Extracted material |
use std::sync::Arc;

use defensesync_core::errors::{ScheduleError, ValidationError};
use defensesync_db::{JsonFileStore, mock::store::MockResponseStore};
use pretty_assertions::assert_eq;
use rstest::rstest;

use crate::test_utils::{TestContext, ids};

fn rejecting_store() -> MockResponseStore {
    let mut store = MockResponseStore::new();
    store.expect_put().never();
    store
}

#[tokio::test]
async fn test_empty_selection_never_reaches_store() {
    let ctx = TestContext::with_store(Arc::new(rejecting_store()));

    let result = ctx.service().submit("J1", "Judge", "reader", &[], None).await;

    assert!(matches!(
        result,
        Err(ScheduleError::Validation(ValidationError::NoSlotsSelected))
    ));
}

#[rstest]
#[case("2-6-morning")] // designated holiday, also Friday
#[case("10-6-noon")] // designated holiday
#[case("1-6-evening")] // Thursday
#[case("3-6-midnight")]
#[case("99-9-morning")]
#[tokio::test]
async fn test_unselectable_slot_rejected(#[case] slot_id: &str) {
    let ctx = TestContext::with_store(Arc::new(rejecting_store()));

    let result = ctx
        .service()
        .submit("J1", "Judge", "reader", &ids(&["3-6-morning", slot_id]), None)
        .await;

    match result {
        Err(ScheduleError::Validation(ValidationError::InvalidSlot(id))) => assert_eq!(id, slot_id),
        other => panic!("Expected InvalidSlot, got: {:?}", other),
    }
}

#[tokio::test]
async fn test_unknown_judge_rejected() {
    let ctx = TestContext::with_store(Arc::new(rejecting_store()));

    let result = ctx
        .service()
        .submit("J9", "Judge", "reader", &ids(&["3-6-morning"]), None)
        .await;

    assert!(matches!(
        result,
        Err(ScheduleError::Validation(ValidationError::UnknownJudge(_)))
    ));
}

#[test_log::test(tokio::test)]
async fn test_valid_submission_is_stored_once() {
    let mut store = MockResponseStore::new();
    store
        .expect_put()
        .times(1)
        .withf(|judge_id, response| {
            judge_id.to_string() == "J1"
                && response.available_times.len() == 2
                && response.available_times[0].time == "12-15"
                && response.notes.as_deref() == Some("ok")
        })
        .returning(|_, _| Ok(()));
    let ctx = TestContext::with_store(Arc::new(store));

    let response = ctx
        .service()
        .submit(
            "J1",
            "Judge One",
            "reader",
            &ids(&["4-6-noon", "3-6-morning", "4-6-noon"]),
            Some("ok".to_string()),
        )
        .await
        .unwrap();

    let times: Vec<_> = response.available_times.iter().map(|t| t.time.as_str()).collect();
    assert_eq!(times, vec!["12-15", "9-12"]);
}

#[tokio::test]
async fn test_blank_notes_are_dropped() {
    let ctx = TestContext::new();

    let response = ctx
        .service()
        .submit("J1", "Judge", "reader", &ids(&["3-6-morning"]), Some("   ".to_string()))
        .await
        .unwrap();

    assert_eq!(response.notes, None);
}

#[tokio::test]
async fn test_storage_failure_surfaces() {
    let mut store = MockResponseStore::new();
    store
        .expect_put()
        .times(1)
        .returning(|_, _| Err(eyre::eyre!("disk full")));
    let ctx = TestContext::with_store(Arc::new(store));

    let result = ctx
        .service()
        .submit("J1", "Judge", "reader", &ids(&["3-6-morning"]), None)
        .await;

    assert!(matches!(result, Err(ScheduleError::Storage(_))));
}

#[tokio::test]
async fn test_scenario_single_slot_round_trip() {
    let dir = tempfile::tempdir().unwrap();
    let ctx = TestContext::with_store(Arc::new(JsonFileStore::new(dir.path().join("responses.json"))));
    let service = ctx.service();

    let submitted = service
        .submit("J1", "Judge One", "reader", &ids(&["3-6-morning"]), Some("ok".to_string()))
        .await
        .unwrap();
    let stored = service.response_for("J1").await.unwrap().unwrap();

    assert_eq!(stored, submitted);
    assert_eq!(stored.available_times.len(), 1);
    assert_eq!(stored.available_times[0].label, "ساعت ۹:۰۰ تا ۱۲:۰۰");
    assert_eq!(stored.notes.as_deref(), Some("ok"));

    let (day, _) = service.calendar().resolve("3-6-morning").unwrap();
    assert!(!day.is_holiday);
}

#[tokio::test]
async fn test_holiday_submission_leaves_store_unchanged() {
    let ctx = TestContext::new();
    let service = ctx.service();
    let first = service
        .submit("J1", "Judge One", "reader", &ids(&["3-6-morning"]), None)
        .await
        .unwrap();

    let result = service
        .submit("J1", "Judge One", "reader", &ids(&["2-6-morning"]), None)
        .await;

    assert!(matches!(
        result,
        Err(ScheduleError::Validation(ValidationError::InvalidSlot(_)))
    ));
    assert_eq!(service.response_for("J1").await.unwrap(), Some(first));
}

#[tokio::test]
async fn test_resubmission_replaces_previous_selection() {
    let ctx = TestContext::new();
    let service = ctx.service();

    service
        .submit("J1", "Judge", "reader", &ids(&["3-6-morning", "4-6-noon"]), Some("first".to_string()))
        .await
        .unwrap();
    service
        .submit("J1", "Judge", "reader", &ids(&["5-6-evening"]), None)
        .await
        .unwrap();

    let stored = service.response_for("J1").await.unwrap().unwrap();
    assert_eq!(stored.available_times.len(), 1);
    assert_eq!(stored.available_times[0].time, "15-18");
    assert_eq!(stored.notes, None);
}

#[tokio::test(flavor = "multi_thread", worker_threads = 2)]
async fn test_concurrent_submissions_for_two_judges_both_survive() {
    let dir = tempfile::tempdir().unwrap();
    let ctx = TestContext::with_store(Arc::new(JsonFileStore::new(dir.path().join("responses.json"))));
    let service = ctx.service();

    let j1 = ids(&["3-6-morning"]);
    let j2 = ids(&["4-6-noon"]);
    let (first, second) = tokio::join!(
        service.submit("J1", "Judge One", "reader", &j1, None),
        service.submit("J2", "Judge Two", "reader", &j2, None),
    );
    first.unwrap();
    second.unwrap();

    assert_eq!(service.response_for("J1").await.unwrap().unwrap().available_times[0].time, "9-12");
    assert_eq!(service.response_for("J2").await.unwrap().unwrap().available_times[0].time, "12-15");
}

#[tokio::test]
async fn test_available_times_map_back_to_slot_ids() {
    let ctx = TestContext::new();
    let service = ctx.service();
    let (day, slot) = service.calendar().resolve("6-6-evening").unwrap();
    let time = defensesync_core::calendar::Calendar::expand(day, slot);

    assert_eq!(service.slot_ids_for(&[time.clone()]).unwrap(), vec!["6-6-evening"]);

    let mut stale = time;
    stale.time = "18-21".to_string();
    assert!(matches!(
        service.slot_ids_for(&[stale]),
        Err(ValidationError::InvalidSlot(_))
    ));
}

* * *

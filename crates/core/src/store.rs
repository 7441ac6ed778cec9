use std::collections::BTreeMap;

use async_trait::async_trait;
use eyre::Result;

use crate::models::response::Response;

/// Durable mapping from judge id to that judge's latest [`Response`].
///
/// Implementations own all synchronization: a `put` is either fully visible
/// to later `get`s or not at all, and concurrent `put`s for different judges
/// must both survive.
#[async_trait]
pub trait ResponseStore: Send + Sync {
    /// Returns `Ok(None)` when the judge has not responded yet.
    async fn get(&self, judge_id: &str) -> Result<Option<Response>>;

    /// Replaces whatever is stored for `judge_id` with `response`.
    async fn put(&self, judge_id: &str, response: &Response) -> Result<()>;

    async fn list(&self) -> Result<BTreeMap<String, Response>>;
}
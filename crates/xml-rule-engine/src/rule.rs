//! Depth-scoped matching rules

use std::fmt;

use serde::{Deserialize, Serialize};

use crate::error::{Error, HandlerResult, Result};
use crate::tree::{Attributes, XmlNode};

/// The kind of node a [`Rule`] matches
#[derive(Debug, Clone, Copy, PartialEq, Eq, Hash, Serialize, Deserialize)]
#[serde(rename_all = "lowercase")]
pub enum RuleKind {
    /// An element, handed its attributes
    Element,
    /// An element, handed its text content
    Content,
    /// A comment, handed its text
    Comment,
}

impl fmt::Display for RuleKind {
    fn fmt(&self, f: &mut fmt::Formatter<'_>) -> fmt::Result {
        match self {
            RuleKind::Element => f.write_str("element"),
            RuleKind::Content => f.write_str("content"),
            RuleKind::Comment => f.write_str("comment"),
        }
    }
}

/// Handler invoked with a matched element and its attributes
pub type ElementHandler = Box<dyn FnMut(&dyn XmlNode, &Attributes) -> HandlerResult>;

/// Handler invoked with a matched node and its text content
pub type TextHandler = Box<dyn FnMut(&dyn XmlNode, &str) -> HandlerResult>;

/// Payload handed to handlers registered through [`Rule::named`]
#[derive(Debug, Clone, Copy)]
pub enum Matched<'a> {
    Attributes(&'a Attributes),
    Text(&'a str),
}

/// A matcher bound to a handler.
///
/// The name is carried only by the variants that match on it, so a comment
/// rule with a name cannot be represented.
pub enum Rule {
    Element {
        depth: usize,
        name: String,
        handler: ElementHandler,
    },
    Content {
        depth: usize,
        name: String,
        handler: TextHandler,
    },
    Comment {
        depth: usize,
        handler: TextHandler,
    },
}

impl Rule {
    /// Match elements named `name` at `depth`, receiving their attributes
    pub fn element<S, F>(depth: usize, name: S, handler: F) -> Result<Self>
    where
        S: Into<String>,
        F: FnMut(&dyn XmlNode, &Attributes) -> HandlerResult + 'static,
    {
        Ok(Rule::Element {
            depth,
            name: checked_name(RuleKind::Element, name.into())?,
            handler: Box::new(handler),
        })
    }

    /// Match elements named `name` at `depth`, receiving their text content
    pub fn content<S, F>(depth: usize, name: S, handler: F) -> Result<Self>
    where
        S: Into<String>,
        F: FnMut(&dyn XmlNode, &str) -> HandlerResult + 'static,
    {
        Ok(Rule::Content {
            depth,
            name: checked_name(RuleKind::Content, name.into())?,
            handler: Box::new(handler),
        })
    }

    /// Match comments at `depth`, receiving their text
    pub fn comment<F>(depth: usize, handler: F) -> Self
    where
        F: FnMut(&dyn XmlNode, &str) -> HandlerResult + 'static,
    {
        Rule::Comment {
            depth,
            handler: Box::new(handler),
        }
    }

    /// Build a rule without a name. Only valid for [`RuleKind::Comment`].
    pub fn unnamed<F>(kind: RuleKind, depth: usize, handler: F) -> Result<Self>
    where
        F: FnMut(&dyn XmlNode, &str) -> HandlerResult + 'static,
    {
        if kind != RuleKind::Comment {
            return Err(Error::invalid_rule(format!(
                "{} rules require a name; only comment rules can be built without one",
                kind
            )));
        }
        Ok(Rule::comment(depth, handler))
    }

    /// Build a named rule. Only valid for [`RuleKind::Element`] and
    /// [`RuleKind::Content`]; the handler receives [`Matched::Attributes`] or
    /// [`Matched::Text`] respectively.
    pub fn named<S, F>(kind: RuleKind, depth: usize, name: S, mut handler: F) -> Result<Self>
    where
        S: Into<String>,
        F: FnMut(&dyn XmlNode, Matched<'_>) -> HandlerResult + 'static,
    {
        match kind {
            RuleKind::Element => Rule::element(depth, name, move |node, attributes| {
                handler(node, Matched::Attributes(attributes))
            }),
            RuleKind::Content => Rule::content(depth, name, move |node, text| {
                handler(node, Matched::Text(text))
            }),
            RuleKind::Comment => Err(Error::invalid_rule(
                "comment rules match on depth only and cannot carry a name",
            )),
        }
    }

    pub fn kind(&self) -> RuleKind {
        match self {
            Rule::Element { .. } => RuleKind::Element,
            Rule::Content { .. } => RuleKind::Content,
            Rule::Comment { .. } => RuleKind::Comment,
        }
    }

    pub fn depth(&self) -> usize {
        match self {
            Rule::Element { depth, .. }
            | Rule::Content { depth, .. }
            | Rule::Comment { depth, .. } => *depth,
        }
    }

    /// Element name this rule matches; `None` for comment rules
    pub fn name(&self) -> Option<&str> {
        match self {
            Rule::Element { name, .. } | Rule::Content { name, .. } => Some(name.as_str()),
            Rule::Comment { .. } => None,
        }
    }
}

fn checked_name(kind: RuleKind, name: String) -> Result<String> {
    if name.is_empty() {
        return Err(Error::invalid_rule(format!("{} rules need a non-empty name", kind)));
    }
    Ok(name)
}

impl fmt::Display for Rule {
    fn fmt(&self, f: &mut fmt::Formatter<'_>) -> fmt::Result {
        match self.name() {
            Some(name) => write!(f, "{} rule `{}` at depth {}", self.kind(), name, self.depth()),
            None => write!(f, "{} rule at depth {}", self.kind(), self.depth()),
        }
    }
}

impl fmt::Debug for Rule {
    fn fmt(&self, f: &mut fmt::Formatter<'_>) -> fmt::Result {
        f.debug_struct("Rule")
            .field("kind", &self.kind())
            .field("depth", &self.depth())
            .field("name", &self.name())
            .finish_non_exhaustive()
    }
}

==

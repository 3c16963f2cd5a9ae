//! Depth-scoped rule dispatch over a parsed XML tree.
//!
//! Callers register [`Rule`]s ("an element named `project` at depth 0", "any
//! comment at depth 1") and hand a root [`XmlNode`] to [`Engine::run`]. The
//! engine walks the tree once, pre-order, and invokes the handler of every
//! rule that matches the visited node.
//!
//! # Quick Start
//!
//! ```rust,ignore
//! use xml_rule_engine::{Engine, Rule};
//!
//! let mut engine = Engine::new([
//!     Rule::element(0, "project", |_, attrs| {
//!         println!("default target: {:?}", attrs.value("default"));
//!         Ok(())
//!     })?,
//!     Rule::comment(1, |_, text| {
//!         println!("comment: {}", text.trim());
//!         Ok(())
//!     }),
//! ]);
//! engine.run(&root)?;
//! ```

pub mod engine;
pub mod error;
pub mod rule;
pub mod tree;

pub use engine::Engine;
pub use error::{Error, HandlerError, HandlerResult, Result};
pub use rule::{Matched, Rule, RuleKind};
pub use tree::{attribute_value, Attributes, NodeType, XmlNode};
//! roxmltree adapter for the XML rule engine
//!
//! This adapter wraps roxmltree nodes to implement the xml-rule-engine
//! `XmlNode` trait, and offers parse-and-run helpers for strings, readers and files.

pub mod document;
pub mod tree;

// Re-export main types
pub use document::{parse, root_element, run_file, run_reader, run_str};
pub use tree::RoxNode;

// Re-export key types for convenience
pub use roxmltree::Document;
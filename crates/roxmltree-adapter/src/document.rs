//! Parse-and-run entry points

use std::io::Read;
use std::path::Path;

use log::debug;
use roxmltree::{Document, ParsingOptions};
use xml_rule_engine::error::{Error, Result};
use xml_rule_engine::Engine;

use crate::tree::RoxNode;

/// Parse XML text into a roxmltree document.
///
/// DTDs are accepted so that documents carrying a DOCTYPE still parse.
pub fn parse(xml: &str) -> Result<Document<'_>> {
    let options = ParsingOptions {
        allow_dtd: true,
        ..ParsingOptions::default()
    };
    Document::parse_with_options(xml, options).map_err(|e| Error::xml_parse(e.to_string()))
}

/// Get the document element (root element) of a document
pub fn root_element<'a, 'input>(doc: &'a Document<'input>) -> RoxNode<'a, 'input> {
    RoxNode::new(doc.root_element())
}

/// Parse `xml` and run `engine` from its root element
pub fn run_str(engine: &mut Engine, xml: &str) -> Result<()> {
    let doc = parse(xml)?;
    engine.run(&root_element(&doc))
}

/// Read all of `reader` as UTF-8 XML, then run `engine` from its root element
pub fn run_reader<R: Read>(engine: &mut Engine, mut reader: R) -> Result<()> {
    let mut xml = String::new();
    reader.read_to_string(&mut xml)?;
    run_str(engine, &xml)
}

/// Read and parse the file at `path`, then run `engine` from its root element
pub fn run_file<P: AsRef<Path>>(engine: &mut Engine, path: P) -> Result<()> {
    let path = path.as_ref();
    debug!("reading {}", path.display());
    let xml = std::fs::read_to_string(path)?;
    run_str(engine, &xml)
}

What is expected | What lines in the data above carry "field"? Return them all.

Output of the task |
            .field("kind", &self.kind())
            .field("depth", &self.depth())
            .field("name", &self.name())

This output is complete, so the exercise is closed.